The investors are okay with that because they know you’re not taking a salary. This is not a job. It’s an opportunity for you. You’re being paid along the way. You’re building out your team. You’re running your affairs. Unlike hard money lenders, these investors are hoping that you go broke so they can steal the property from you. These people need you to run that deal. They want you to get into the long-term because you’re the manager of the money. These people take you into their family. You’re running their money. You’re providing them with an important resource here. This is an important job. It’s a responsible job. It’s an incredible business. There’s more money in this thing than you could possibly imagine.
What’s the name of your company?
Our company is Bullseye Capital.
That’s not where the symposium is.
Go to 1000houses.com/raisecapital. We can post anything we want. We can post the symposium on the 23rd of November.
This upcoming one is from October 27th to October 30th. It will be in Las Vegas. We do this typically every six months or so.
You probably have this pretty interesting room too?
It’s a very sophisticated audience. People have to qualify in. Either they’re real estate professionals, licensed in some state or they’re financial or intermediary type people, CPA, attorneys, bankers, lenders, those kinds of people or they have asset class specialization. They fixed and flipped five or ten or twenty houses. Here’s the deal. If you can’t demonstrate that you know what you’re doing, you’re not going to raise any money. You have to practice on your own. These investors do not want you practicing with their money. What I tell people is there’s a reason that doctors practice on cadavers. These are very low-value targets.
If I came and I said, “I’ve done 2,000 houses in my town. I bought 100 houses a year for many years. This is my model. I buy houses with borrowed money. I sell them. I carry the note and create 30-year mortgages.” Would I stand a decent chance?

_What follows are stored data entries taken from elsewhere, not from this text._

//! User-declared REST connector. Operations are generated from a
//! config at construction time rather than hardcoded; construction
//! validates the config for SSRF, wildcard domains, and path traversal
//! before a single operation is ever built.

use crate::base::{Connector, ConnectorState};
use cplane_core::{
    CapabilityClass, ConnectorManifest, ConnectorOperation, ConnectorResult, ConnectorSource,
    ConnectorStatus, CredentialSpec, Error, HttpMethod, ModelError, RequestBody, RiskTier,
};
use cplane_vault::CredentialVault;
use serde_json::json;
use std::collections::HashMap;
use std::net::IpAddr;
use std::str::FromStr;

const VALID_AUTH_TYPES: &[&str] = &["bearer", "api_key", "basic", "oauth2"];
const MAX_ENDPOINTS: usize = 50;

fn private_networks() -> Vec<ipnet::IpNet> {
    vec![
        ipnet::IpNet::from_str("127.0.0.0/8").unwrap(),
        ipnet::IpNet::from_str("10.0.0.0/8").unwrap(),
        ipnet::IpNet::from_str("172.16.0.0/12").unwrap(),
        ipnet::IpNet::from_str("192.168.0.0/16").unwrap(),
        ipnet::IpNet::from_str("169.254.0.0/16").unwrap(),
    ]
}

fn is_private_host(hostname: &str) -> bool {
    if hostname == "localhost" || hostname == "localhost.localdomain" {
        return true;
    }
    match hostname.parse::<IpAddr>() {
        Ok(addr) => private_networks().iter().any(|net| net.contains(&addr)),
        Err(_) => false,
    }
}

fn is_valid_param_name(name: &str) -> bool {
    !name.is_empty() && name.len() <= 64 && name.chars().all(|c| c.is_ascii_alphanumeric() || c == '_')
}

/// One user-declared REST endpoint: a path template, an HTTP method,
/// and a display name/description/tier.
#[derive(Debug, Clone)]
pub struct RestEndpointConfig {
    pub path: String,
    pub method: String,
    pub name: String,
    pub description: String,
    pub default_tier: Option<u8>,
}

/// Construction-time configuration for a [`GenericRestConnector`].
#[derive(Debug, Clone)]
pub struct GenericRestConfig {
    pub id: String,
    pub name: String,
    pub version: String,
    pub author: String,
    pub description: String,
    pub base_url: String,
    pub auth_type: String,
    pub auth_vault_key: String,
    pub endpoints: Vec<RestEndpointConfig>,
}

impl GenericRestConfig {
    fn validate(&self) -> Result<(), Error> {
        if self.base_url.is_empty() {
            return Err(Error::Config { message: "generic REST connector: base_url is required".into() });
        }
        if self.id.is_empty() {
            return Err(Error::Config { message: "generic REST connector: id is required".into() });
        }
        if self.name.is_empty() {
            return Err(Error::Config { message: "generic REST connector: name is required".into() });
        }
        if !self.base_url.starts_with("https://") {
            return Err(Error::Config {
                message: format!("generic REST connector: base_url must start with https://, got '{}'", self.base_url),
            });
        }

        let parsed = url::Url::parse(&self.base_url)
            .map_err(|e| Error::Config { message: format!("generic REST connector: invalid base_url: {e}") })?;
        let hostname = parsed.host_str().unwrap_or("").to_string();

        if hostname.contains('*') {
            return Err(Error::Config {
                message: format!("generic REST connector: wildcard base_urls not allowed, got '{hostname}'"),
            });
        }
        if is_private_host(&hostname) {
            return Err(Error::Config {
                message: format!("generic REST connector: private/localhost base_url not allowed, got '{hostname}'"),
            });
        }
        if !VALID_AUTH_TYPES.contains(&self.auth_type.as_str()) {
            return Err(Error::Config {
                message: format!(
                    "generic REST connector: auth_type must be one of {VALID_AUTH_TYPES:?}, got '{}'",
                    self.auth_type
                ),
            });
        }
        if self.endpoints.is_empty() {
            return Err(Error::Config { message: "generic REST connector: endpoints must not be empty".into() });
        }
        if self.endpoints.len() > MAX_ENDPOINTS {
            return Err(Error::Config {
                message: format!("generic REST connector: max {MAX_ENDPOINTS} endpoints allowed, got {}", self.endpoints.len()),
            });
        }
        for ep in &self.endpoints {
            if !ep.path.starts_with('/') {
                return Err(Error::Config {
                    message: format!("generic REST connector: endpoint path must start with /, got '{}'", ep.path),
                });
            }
            if ep.path.contains("../") || ep.path.contains("..\\") {
                return Err(Error::Config {
                    message: format!("generic REST connector: path traversal detected in '{}'", ep.path),
                });
            }
        }
        Ok(())
    }

    fn hostname(&self) -> String {
        url::Url::parse(&self.base_url)
            .ok()
            .and_then(|u| u.host_str().map(str::to_string))
            .unwrap_or_default()
    }
}

pub struct GenericRestConnector {
    state: ConnectorState,
    base_url: String,
    auth_vault_key: String,
    endpoints: Vec<RestEndpointConfig>,
    operations: Vec<ConnectorOperation>,
}

fn build_operation_id(path: &str, method: &str) -> String {
    let sanitized = path.trim_matches('/').replace('/', "_").replace('{', "").replace('}', "");
    if sanitized.is_empty() {
        method.to_lowercase()
    } else {
        format!("{}_{sanitized}", method.to_lowercase())
    }
}

fn capability_and_tier(method: &str, default_tier: Option<u8>) -> (CapabilityClass, RiskTier) {
    match method {
        "GET" => (CapabilityClass::Read, RiskTier::from_rank(default_tier.unwrap_or(2) as i64)),
        "POST" | "PUT" | "PATCH" => {
            (CapabilityClass::Write, RiskTier::from_rank(default_tier.unwrap_or(3) as i64))
        }
        "DELETE" => (CapabilityClass::Delete, RiskTier::from_rank(default_tier.unwrap_or(3) as i64)),
        _ => (CapabilityClass::Write, RiskTier::T3Irreversible),
    }
}

impl GenericRestConnector {
    pub fn new(config: GenericRestConfig) -> Result<Self, Error> {
        config.validate()?;

        let hostname = config.hostname();
        let cred_specs = if config.auth_vault_key.is_empty() {
            vec![]
        } else {
            vec![CredentialSpec {
                name: format!("{}_credential", config.id),
                credential_type: config.auth_type.clone(),
                vault_key: config.auth_vault_key.clone(),
                required: true,
                scopes: vec![],
            }]
        };

        let operations = config
            .endpoints
            .iter()
            .map(|ep| {
                let method = ep.method.to_uppercase();
                let op_id = build_operation_id(&ep.path, &method);
                let (capability, default_tier) = capability_and_tier(&method, ep.default_tier);
                ConnectorOperation {
                    id: op_id.clone(),
                    connector_id: config.id.clone(),
                    capability,
                    name: if ep.name.is_empty() { op_id } else { ep.name.clone() },
                    description: ep.description.clone(),
                    default_tier,
                    parameters: vec![],
                    idempotent: matches!(method.as_str(), "GET" | "PUT" | "DELETE"),
                    reversible: false,
                    rollback_operation_id: String::new(),
                }
            })
            .collect();

        let manifest = ConnectorManifest {
            id: config.id.clone(),
            name: config.name.clone(),
            version: config.version.clone(),
            author: config.author.clone(),
            source: ConnectorSource::User,
            description: config.description.clone(),
            target_domains: vec![hostname],
            required_credentials: cred_specs,
            data_reads: vec![],
            data_writes: vec![],
            does_not_access: vec![],
        };

        Ok(Self {
            state: ConnectorState::new(manifest),
            base_url: config.base_url.trim_end_matches('/').to_string(),
            auth_vault_key: config.auth_vault_key,
            endpoints: config.endpoints,
            operations,
        })
    }
}

impl Connector for GenericRestConnector {
    fn manifest(&self) -> &ConnectorManifest {
        self.state.manifest()
    }

    fn status(&self) -> ConnectorStatus {
        self.state.status()
    }

    fn set_status(&self, status: ConnectorStatus) {
        self.state.set_status(status);
    }

    fn get_operations(&self) -> Vec<ConnectorOperation> {
        self.operations.clone()
    }

    fn execute(
        &self,
        operation_id: &str,
        params: &HashMap<String, serde_json::Value>,
    ) -> Result<ConnectorResult, ModelError> {
        for key in params.keys() {
            if !is_valid_param_name(key) {
                return Err(ModelError::InvalidRequestSpec {
                    operation_id: operation_id.to_string(),
                    reason: format!(
                        "invalid param name '{key}' — alphanumeric + underscore only, max 64 chars"
                    ),
                });
            }
        }

        let (ep, op) = self
            .endpoints
            .iter()
            .zip(self.operations.iter())
            .find(|(_, op)| op.id == operation_id)
            .ok_or_else(|| ModelError::InvalidOperation {
                connector_id: self.manifest().id.clone(),
                operation_id: operation_id.to_string(),
                reason: "unknown operation".into(),
            })?;

        let method_str = ep.method.to_uppercase();
        let mut path = ep.path.clone();
        for (key, value) in params {
            let placeholder = format!("{{{key}}}");
            let replacement = match value {
                serde_json::Value::String(s) => s.clone(),
                other => other.to_string(),
            };
            path = path.replace(&placeholder, &replacement);
        }

        let method = match method_str.as_str() {
            "GET" => HttpMethod::Get,
            "POST" => HttpMethod::Post,
            "PUT" => HttpMethod::Put,
            "PATCH" => HttpMethod::Patch,
            "DELETE" => HttpMethod::Delete,
            other => {
                return Err(ModelError::InvalidOperation {
                    connector_id: self.manifest().id.clone(),
                    operation_id: operation_id.to_string(),
                    reason: format!("unsupported HTTP method '{other}'"),
                })
            }
        };

        let body = if matches!(method, HttpMethod::Post | HttpMethod::Put | HttpMethod::Patch) {
            RequestBody::Json(json!(params))
        } else {
            RequestBody::Empty
        };

        let _ = op;
        Ok(ConnectorResult {
            operation_id: operation_id.into(),
            connector_id: self.manifest().id.clone(),
            method,
            url: format!("{}{path}", self.base_url),
            headers: HashMap::new(),
            body,
            timeout_seconds: 30,
            credential_vault_key: self.auth_vault_key.clone(),
            metadata: HashMap::new(),
        })
    }

    fn validate_credentials(&self, _vault: &CredentialVault) -> bool {
        !self.auth_vault_key.is_empty()
    }
}

#[cfg(test)]
mod tests {
    use super::*;

    fn sample_config() -> GenericRestConfig {
        GenericRestConfig {
            id: "weather".into(),
            name: "Weather API".into(),
            version: "1.0.0".into(),
            author: "user".into(),
            description: "Weather lookups".into(),
            base_url: "https://api.weather.example.com".into(),
            auth_type: "bearer".into(),
            auth_vault_key: "weather.token".into(),
            endpoints: vec![
                RestEndpointConfig {
                    path: "/v1/forecast/{city}".into(),
                    method: "GET".into(),
                    name: "Get Forecast".into(),
                    description: "".into(),
                    default_tier: None,
                },
                RestEndpointConfig {
                    path: "/v1/alerts".into(),
                    method: "POST".into(),
                    name: "Create Alert".into(),
                    description: "".into(),
                    default_tier: None,
                },
            ],
        }
    }

    fn params(pairs: &[(&str, serde_json::Value)]) -> HashMap<String, serde_json::Value> {
        pairs.iter().map(|(k, v)| (k.to_string(), v.clone())).collect()
    }

    #[test]
    fn rejects_non_https_base_url() {
        let mut cfg = sample_config();
        cfg.base_url = "http://api.weather.example.com".into();
        assert!(GenericRestConnector::new(cfg).is_err());
    }

    #[test]
    fn rejects_private_host() {
        let mut cfg = sample_config();
        cfg.base_url = "https://127.0.0.1".into();
        cfg.endpoints[0].path = "/v1/forecast".into();
        assert!(GenericRestConnector::new(cfg).is_err());
    }

    #[test]
    fn rejects_localhost_by_name() {
        let mut cfg = sample_config();
        cfg.base_url = "https://localhost".into();
        assert!(GenericRestConnector::new(cfg).is_err());
    }

    #[test]
    fn rejects_path_traversal() {
        let mut cfg = sample_config();
        cfg.endpoints[0].path = "/v1/../secret".into();
        assert!(GenericRestConnector::new(cfg).is_err());
    }

    #[test]
    fn generates_get_operation_id_from_path() {
        let connector = GenericRestConnector::new(sample_config()).unwrap();
        let ops = connector.get_operations();
        assert!(ops.iter().any(|o| o.id == "get_v1_forecast_city"));
    }

    #[test]
    fn substitutes_path_param_and_rejects_bad_param_names() {
        let connector = GenericRestConnector::new(sample_config()).unwrap();
        let result = connector
            .execute("get_v1_forecast_city", &params(&[("city", json!("nyc"))]))
            .unwrap();
        assert_eq!(result.url, "https://api.weather.example.com/v1/forecast/nyc");

        let bad = connector.execute("get_v1_forecast_city", &params(&[("bad name!", json!("x"))]));
        assert!(bad.is_err());
    }

    #[test]
    fn post_endpoint_carries_params_as_json_body() {
        let connector = GenericRestConnector::new(sample_config()).unwrap();
        let result = connector
            .execute("post_v1_alerts", &params(&[("severity", json!("high"))]))
            .unwrap();
        match result.body {
            RequestBody::Json(v) => assert_eq!(v["severity"], "high"),
            _ => panic!("expected JSON body"),
        }
    }
}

I’d have to take a look at what you’re doing. Here’s why, because the fund business doesn’t have a cost of capital. It’s highly leveraged and there’s not a cost of capital. You do have a preferred return, but that preferred return ends up being more of an advance to the investors. The cost of capital is zero. You’ve got a cost of capital. The other thing is that the syndicator is taking different fees for things that they’re doing. When you factor all those things in, plus the ready access to the capital, and you could still refinance and do all the things that you’re doing. You don’t retain equity. My guess is you probably see that it was probably advantageous.
The devil’s in the details. I have to figure out if it’s the right fit for your business.
You have a very sophisticated operation. You are doing a lot of what you’re doing. I will tell you that most of the time, guys that are running hard money, the best way to do it is in a fund environment. Here’s the thing. The biggest restriction of all in a private money environment is it’s one investor, one house. If you start buying anything that’s a little bit bigger and you want to put two, three, four people, it gets very clumsy to put individual people, all have a lot of mortgage notes, secure them. This is all unsecured. If something goes wrong on one of your deals, they have the right to foreclose. In this, it’s unsecured. There’s no security. That’s why the Securities and Exchange Commission likes to oversee this. The government oversees because it’s unsecured and that’s why they perceive it to be a little more dangerous. That’s the name of the game that investors are putting their capital into a pool, which is unsecured. They have a percentage of all the activity.
I will tell you what’s better for the investors and that is there’s a little bit of insurance here. If they buy one house and that one house gets hit by a meteor and it’s destroyed and there’s no insurance, they’re out of luck. In a fund, it might be 1 out of 100 assets that they’re partners in. In a certain way, wealthier people prefer to be part of a distributed pool because there’s a certain amount of risk diversification for protection. What I would tell you is that you have an enormous advantage because you’ve probably got a great network. You probably have a tremendous following, but we’d have to take a look at your numbers.
Many years later, my people have been loaning me money for decades or a decade-and-a-half, at least a decade. They don’t keep loaning me money because I don’t pay him back or things are going crappy. They are the same people. It took many years to get here. Your way might be faster. If I was starting over again, I might do it differently.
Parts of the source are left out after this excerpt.